=== HOW TO COMPLETE THIS TASK ===
Reproduce all of the data that follows, character for character.

=== DATA EXTRACT ===
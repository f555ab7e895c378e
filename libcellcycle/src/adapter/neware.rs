use super::{attach, indices, optional, required, scaled, CapacityUnit, Format};
use crate::error::AdapterError;
use crate::sample::{ChargeReading, Recording, Sample, State};
use crate::state::StateRule;
use crate::table::RawTable;

const INDEX: &[&str] = &["Index"];
const STATUS: &[&str] = &["Status"];
const CURRENT: &[&str] = &["Current(mA)"];
const VOLTAGE: &[&str] = &["Voltage"];
const TIME: &[&str] = &["Time"];
const DISCHARGE: &[&str] = &["Discharge_Capacity(mAh)"];
const CHARGE: &[&str] = &["Charge_Capacity(mAh)"];

// The decoder's Current(mA) column is written in A on the instruments this was validated on
const CURRENT_SCALE: f64 = 1000.0;

// Neware charge steps are the discharge direction of the canonical labels, and vice versa
const STATUS_LABELS: &[(&str, State)] = &[
    ("Rest", State::Rest),
    ("Pause", State::Rest),
    ("CC_Chg", State::Discharge),
    ("CV_Chg", State::Discharge),
    ("CCCV_Chg", State::Discharge),
    ("CP_Chg", State::Discharge),
    ("CR_Chg", State::Discharge),
    ("CC_DChg", State::Charge),
    ("CV_DChg", State::Charge),
    ("CCCV_DChg", State::Charge),
    ("CP_DChg", State::Charge),
    ("CR_DChg", State::Charge),
];

pub(super) fn matches(table: &RawTable) -> bool {
    table.has_columns(STATUS) && table.has_columns(CURRENT)
}

fn status_to_state(label: &str) -> Option<State> {
    STATUS_LABELS
        .iter()
        .find(|(l, _)| *l == label.trim())
        .map(|(_, s)| *s)
}

/// Unrecognized labels are active steps of an unknown kind. They take the state of the latest
/// active step, or of the next one when none came before. With no active step at all they are
/// left at rest.
fn resolve_unknown(known: &[Option<State>]) -> Vec<State> {
    let first_active = known
        .iter()
        .flatten()
        .find(|s| !s.is_rest())
        .copied()
        .unwrap_or(State::Rest);
    let mut last_active = first_active;
    known
        .iter()
        .map(|state| match state {
            Some(s) => {
                if !s.is_rest() {
                    last_active = *s;
                }
                *s
            }
            None => last_active,
        })
        .collect()
}

pub(super) fn translate(table: &RawTable, unit: CapacityUnit) -> Result<Recording, AdapterError> {
    let format = Format::NewareBinary;
    let status_name = table.first_present(STATUS).ok_or(AdapterError::MissingColumn {
        format: format.name(),
        column: STATUS[0],
    })?;
    let labels = table.text(status_name)?;
    let known: Vec<Option<State>> = labels.iter().map(|l| status_to_state(l)).collect();
    let unknown = known.iter().filter(|s| s.is_none()).count();
    if unknown > 0 {
        let first = known.iter().position(|s| s.is_none()).unwrap_or(0);
        log::warn!(
            "{format} adapter found {unknown} rows with unrecognized status labels (first {:?} at row {first}); they continue the surrounding step.",
            labels[first]
        );
    }
    let states = resolve_unknown(&known);

    let index = indices(table, INDEX)?;
    let current = scaled(required(table, format, CURRENT)?, CURRENT_SCALE);
    let voltage = required(table, format, VOLTAGE)?;
    let time = optional(table, TIME)?;
    let discharge = scaled(required(table, format, DISCHARGE)?, unit.to_mah());
    let charge = scaled(required(table, format, CHARGE)?, unit.to_mah());

    let mut samples: Vec<Sample> = index
        .iter()
        .zip(&voltage)
        .zip(discharge.iter().zip(&charge))
        .zip(&states)
        .map(|(((i, v), (d, c)), state)| {
            Sample::new(
                *i,
                *v,
                ChargeReading::Counters {
                    discharge: *d,
                    charge: *c,
                },
            )
            .with_state(*state)
        })
        .collect();
    attach(&mut samples, time.as_deref(), Some(current.as_slice()));
    Ok(Recording::new(format, StateRule::Labelled, samples))
}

=== ANSWER AREA ===
repository f555ab7e895c378e
filename libcellcycle/src/adapter/neware.rs
use super::{attach, indices, optional, required, scaled, CapacityUnit, Format};
use crate::error::AdapterError;
use crate::sample::{ChargeReading, Recording, Sample, State};
use crate::state::StateRule;
use crate::table::RawTable;

const INDEX: &[&str] = &["Index"];
const STATUS: &[&str] = &["Status"];
const CURRENT: &[&str] = &["Current(mA)"];
const VOLTAGE: &[&str] = &["Voltage"];
const TIME: &[&str] = &["Time"];
const DISCHARGE: &[&str] = &["Discharge_Capacity(mAh)"];
const CHARGE: &[&str] = &["Charge_Capacity(mAh)"];

// The decoder's Current(mA) column is written in A on the instruments this was validated on
const CURRENT_SCALE: f64 = 1000.0;

// Neware charge steps are the discharge direction of the canonical labels, and vice versa
const STATUS_LABELS: &[(&str, State)] = &[
    ("Rest", State::Rest),
    ("Pause", State::Rest),
    ("CC_Chg", State::Discharge),
    ("CV_Chg", State::Discharge),
    ("CCCV_Chg", State::Discharge),
    ("CP_Chg", State::Discharge),
    ("CR_Chg", State::Discharge),
    ("CC_DChg", State::Charge),
    ("CV_DChg", State::Charge),
    ("CCCV_DChg", State::Charge),
    ("CP_DChg", State::Charge),
    ("CR_DChg", State::Charge),
];

pub(super) fn matches(table: &RawTable) -> bool {
    table.has_columns(STATUS) && table.has_columns(CURRENT)
}

fn status_to_state(label: &str) -> Option<State> {
    STATUS_LABELS
        .iter()
        .find(|(l, _)| *l == label.trim())
        .map(|(_, s)| *s)
}

/// Unrecognized labels are active steps of an unknown kind. They take the state of the latest
/// active step, or of the next one when none came before. With no active step at all they are
/// left at rest.
fn resolve_unknown(known: &[Option<State>]) -> Vec<State> {
    let first_active = known
        .iter()
        .flatten()
        .find(|s| !s.is_rest())
        .copied()
        .unwrap_or(State::Rest);
    let mut last_active = first_active;
    known
        .iter()
        .map(|state| match state {
            Some(s) => {
                if !s.is_rest() {
                    last_active = *s;
                }
                *s
            }
            None => last_active,
        })
        .collect()
}

pub(super) fn translate(table: &RawTable, unit: CapacityUnit) -> Result<Recording, AdapterError> {
    let format = Format::NewareBinary;
    let status_name = table.first_present(STATUS).ok_or(AdapterError::MissingColumn {
        format: format.name(),
        column: STATUS[0],
    })?;
    let labels = table.text(status_name)?;
    let known: Vec<Option<State>> = labels.iter().map(|l| status_to_state(l)).collect();
    let unknown = known.iter().filter(|s| s.is_none()).count();
    if unknown > 0 {
        let first = known.iter().position(|s| s.is_none()).unwrap_or(0);
        log::warn!(
            "{format} adapter found {unknown} rows with unrecognized status labels (first {:?} at row {first}); they continue the surrounding step.",
            labels[first]
        );
    }
    let states = resolve_unknown(&known);

    let index = indices(table, INDEX)?;
    let current = scaled(required(table, format, CURRENT)?, CURRENT_SCALE);
    let voltage = required(table, format, VOLTAGE)?;
    let time = optional(table, TIME)?;
    let discharge = scaled(required(table, format, DISCHARGE)?, unit.to_mah());
    let charge = scaled(required(table, format, CHARGE)?, unit.to_mah());

    let mut samples: Vec<Sample> = index
        .iter()
        .zip(&voltage)
        .zip(discharge.iter().zip(&charge))
        .zip(&states)
        .map(|(((i, v), (d, c)), state)| {
            Sample::new(
                *i,
                *v,
                ChargeReading::Counters {
                    discharge: *d,
                    charge: *c,
                },
            )
            .with_state(*state)
        })
        .collect();
    attach(&mut samples, time.as_deref(), Some(current.as_slice()));
    Ok(Recording::new(format, StateRule::Labelled, samples))
}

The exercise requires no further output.